* PROBLEM REQUIREMENTS:
Across the listing below, how many lines contain "when"? Answer with the number and nothing else.

[Start of Attachment]

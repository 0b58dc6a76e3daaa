//! Execution of a batch of requests that all have the same type.

use crate::{
    batch::{split_off_batch, BatchLimits, BatchableSource, IndexMap},
    bson::doc,
    cmap::{Command, RawCommandResponse, StreamDescription},
    concern::WriteConcern,
    error::{
        BulkWriteOperationWriteError,
        Error,
        ErrorKind,
        Result,
        WriteConcernError,
        WriteFailure,
    },
    operation::{
        bulk_write::{WriteRequest, WriteRequestType},
        execute_on_channel,
        OperationWithDefaults,
        Retryability,
        RetryableWriteContext,
        RetryableWriteOperation,
        RetryableWriteOperationExecutor,
        WriteResponseBody,
    },
    options::BulkWriteOptions,
    results::BulkWriteUpsert,
    serde_util,
    BoxFuture,
    Namespace,
};

/// Room left in a message for everything but the statements.
const COMMAND_OVERHEAD_SIZE: usize = 16_000;

/// Update and delete statements wrap a document of up to the maximum size.
const STATEMENT_OVERHEAD_SIZE: usize = 16 * 1024;

/// What one batch did, with every index already mapped back to the caller's list.
#[derive(Debug)]
pub(super) struct BatchResult {
    pub(super) request_type: WriteRequestType,
    pub(super) n: i64,
    pub(super) n_modified: Option<i64>,
    pub(super) upserts: Vec<BulkWriteUpsert>,
    pub(super) write_errors: Vec<BulkWriteOperationWriteError>,
    pub(super) write_concern_error: Option<WriteConcernError>,
    pub(super) processed: Vec<(usize, WriteRequest)>,
    pub(super) unprocessed: Vec<(usize, WriteRequest)>,
}

impl BatchResult {
    fn new(request_type: WriteRequestType) -> Self {
        Self {
            request_type,
            n: 0,
            n_modified: Some(0),
            upserts: Vec::new(),
            write_errors: Vec::new(),
            write_concern_error: None,
            processed: Vec::new(),
            unprocessed: Vec::new(),
        }
    }

    /// Folds in the reply to a command that sent `requests`, the first of which sits at
    /// `offset` in the batch. Returns whether an ordered write must stop here.
    fn record(
        &mut self,
        response: WriteResponseBody,
        offset: usize,
        requests: Vec<WriteRequest>,
        index_map: &IndexMap,
        ordered: bool,
    ) -> Result<bool> {
        let map_index =
            |statement_index: usize| original_index(index_map, offset + statement_index);

        self.n += response.n;
        if self.request_type == WriteRequestType::Update {
            self.n_modified = match (self.n_modified, response.n_modified) {
                (Some(total), Some(n_modified)) => Some(total + n_modified),
                _ => None,
            };
        }
        for upserted in response.upserted {
            self.upserts.push(BulkWriteUpsert {
                index: map_index(upserted.index)?,
                id: upserted.id,
            });
        }

        // The server stops an ordered command at its first failed statement.
        let processed_count = if ordered {
            response
                .write_errors
                .iter()
                .map(|error| error.index + 1)
                .min()
                .map_or(requests.len(), |count| count.min(requests.len()))
        } else {
            requests.len()
        };
        for (statement_index, request) in requests.into_iter().enumerate() {
            let entry = (map_index(statement_index)?, request);
            if statement_index < processed_count {
                self.processed.push(entry);
            } else {
                self.unprocessed.push(entry);
            }
        }

        let stop = ordered && !response.write_errors.is_empty();
        for error in response.write_errors {
            let index = map_index(error.index)?;
            self.write_errors
                .push(BulkWriteOperationWriteError::from_indexed(error, index));
        }
        if response.write_concern_error.is_some() {
            self.write_concern_error = response.write_concern_error;
        }
        Ok(stop)
    }
}

fn original_index(index_map: &IndexMap, batch_index: usize) -> Result<usize> {
    index_map.map(batch_index).ok_or_else(|| {
        Error::invalid_response(format!(
            "the server reported statement {batch_index}, which is not part of the batch"
        ))
    })
}

/// One insert, update or delete command covering a prefix of the source's window.
#[derive(Debug)]
struct WriteCommand<'a> {
    ns: &'a Namespace,
    request_type: WriteRequestType,
    source: BatchableSource<WriteRequest>,
    options: &'a BulkWriteOptions,
    write_concern: WriteConcern,
    retryability: Retryability,
    retrying: bool,
}

impl WriteCommand<'_> {
    fn limits(&self, description: &StreamDescription) -> BatchLimits {
        let max_count = self
            .options
            .max_batch_count
            .map_or(usize::MAX, |count| count as usize)
            .min(description.max_write_batch_count());
        let max_document_size = usize::try_from(description.max_bson_object_size).unwrap_or(0);
        let max_item_size = match self.request_type {
            WriteRequestType::Insert => max_document_size,
            WriteRequestType::Update | WriteRequestType::Delete => {
                max_document_size + STATEMENT_OVERHEAD_SIZE
            }
        };
        BatchLimits {
            max_count,
            max_size: description
                .max_message_size()
                .saturating_sub(COMMAND_OVERHEAD_SIZE),
            max_item_size,
        }
    }
}

impl OperationWithDefaults for WriteCommand<'_> {
    type O = WriteResponseBody;

    const NAME: &'static str = "write";

    fn build(&mut self, description: &StreamDescription) -> Result<Command> {
        // A retry resends exactly what the first attempt sent.
        if !self.retrying {
            let limits = self.limits(description);
            split_off_batch(&mut self.source, limits, |request| {
                serde_util::document_size(&request.to_statement()?)
            })?;
        }
        let statements = self
            .source
            .processed_items()
            .iter()
            .map(WriteRequest::to_statement)
            .collect::<Result<Vec<_>>>()?;

        let name = self.request_type.command_name();
        let mut body = doc! {
            name: self.ns.coll.as_str(),
            "ordered": self.options.is_ordered(),
        };
        if self.request_type != WriteRequestType::Delete {
            if let Some(bypass) = self.options.bypass_document_validation {
                body.insert("bypassDocumentValidation", bypass);
            }
        }
        if let Some(ref comment) = self.options.comment {
            body.insert("comment", comment.clone());
        }
        if self.request_type != WriteRequestType::Insert {
            if let Some(ref let_vars) = self.options.let_vars {
                body.insert("let", let_vars.clone());
            }
        }

        let mut command = Command::new(name, &self.ns.db, body);
        command.set_write_concern(&self.write_concern)?;
        command.add_document_sequence(self.request_type.sequence_identifier(), statements);
        Ok(command)
    }

    fn handle_response(
        &self,
        response: RawCommandResponse,
        _description: &StreamDescription,
    ) -> Result<Self::O> {
        response.body()
    }

    fn write_concern(&self) -> Option<&WriteConcern> {
        Some(&self.write_concern)
    }

    fn retryability(&self) -> Retryability {
        self.retryability
    }

    fn name(&self) -> &str {
        self.request_type.command_name()
    }
}

/// Sends the requests of one batch in as many commands as the server's limits require, each
/// through the retryable write executor.
#[derive(Debug)]
pub(super) struct BulkUnmixedWriteOperation<'a> {
    command: WriteCommand<'a>,
    /// The reply of the last attempt, kept when it carried a write concern error.
    last_response: Option<WriteResponseBody>,
}

impl<'a> BulkUnmixedWriteOperation<'a> {
    pub(super) fn new(
        ns: &'a Namespace,
        request_type: WriteRequestType,
        requests: Vec<WriteRequest>,
        options: &'a BulkWriteOptions,
        write_concern: WriteConcern,
        retryability: Retryability,
    ) -> Self {
        Self {
            command: WriteCommand {
                ns,
                request_type,
                source: BatchableSource::new(requests),
                options,
                write_concern,
                retryability,
                retrying: false,
            },
            last_response: None,
        }
    }

    /// Executes the whole batch on the context's channel. Indexes in the result are mapped
    /// through `index_map`.
    pub(super) async fn execute(
        mut self,
        context: &mut RetryableWriteContext<'_>,
        index_map: &IndexMap,
    ) -> Result<BatchResult> {
        let ordered = self.command.options.is_ordered();
        let mut result = BatchResult::new(self.command.request_type);

        while self.command.source.has_items() {
            self.last_response = None;
            let response = match RetryableWriteOperationExecutor::execute(&mut self, context).await
            {
                Ok(response) => response,
                Err(error) if error.is_write_concern_error() => match self.last_response.take() {
                    Some(response) => response,
                    None => return Err(error),
                },
                Err(error) => return Err(error),
            };

            let source = &mut self.command.source;
            let offset = source.offset();
            let requests = source.processed_items().to_vec();
            source.advance_past_processed_items();

            if result.record(response, offset, requests, index_map, ordered)? {
                let source = &self.command.source;
                for (i, request) in source.window().iter().enumerate() {
                    let index = original_index(index_map, source.offset() + i)?;
                    result.unprocessed.push((index, request.clone()));
                }
                break;
            }
        }
        Ok(result)
    }
}

impl RetryableWriteOperation for BulkUnmixedWriteOperation<'_> {
    type O = WriteResponseBody;

    fn execute_attempt<'a>(
        &'a mut self,
        context: &'a mut RetryableWriteContext<'_>,
        attempt: u32,
        transaction_number: Option<i64>,
    ) -> BoxFuture<'a, Result<Self::O>> {
        Box::pin(async move {
            self.command.retrying = attempt > 1;
            let (channel, session) = context.channel_and_session();
            let response =
                execute_on_channel(&mut self.command, channel, session, transaction_number).await?;

            // Surfaced as an error so that a retryable write concern error is retried. The reply
            // is kept for when it is not.
            match response.write_concern_error.clone() {
                Some(write_concern_error) => {
                    let labels = response.labels.clone();
                    self.last_response = Some(response);
                    Err(Error::new(
                        ErrorKind::Write(WriteFailure::WriteConcernError(write_concern_error)),
                        Some(labels),
                    ))
                }
                None => Ok(response),
            }
        })
    }

    fn is_acknowledged(&self) -> bool {
        self.command.write_concern.is_acknowledged()
    }

    fn retryability(&self) -> Retryability {
        self.command.retryability
    }
}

[End of Attachment]

* RESULT:
2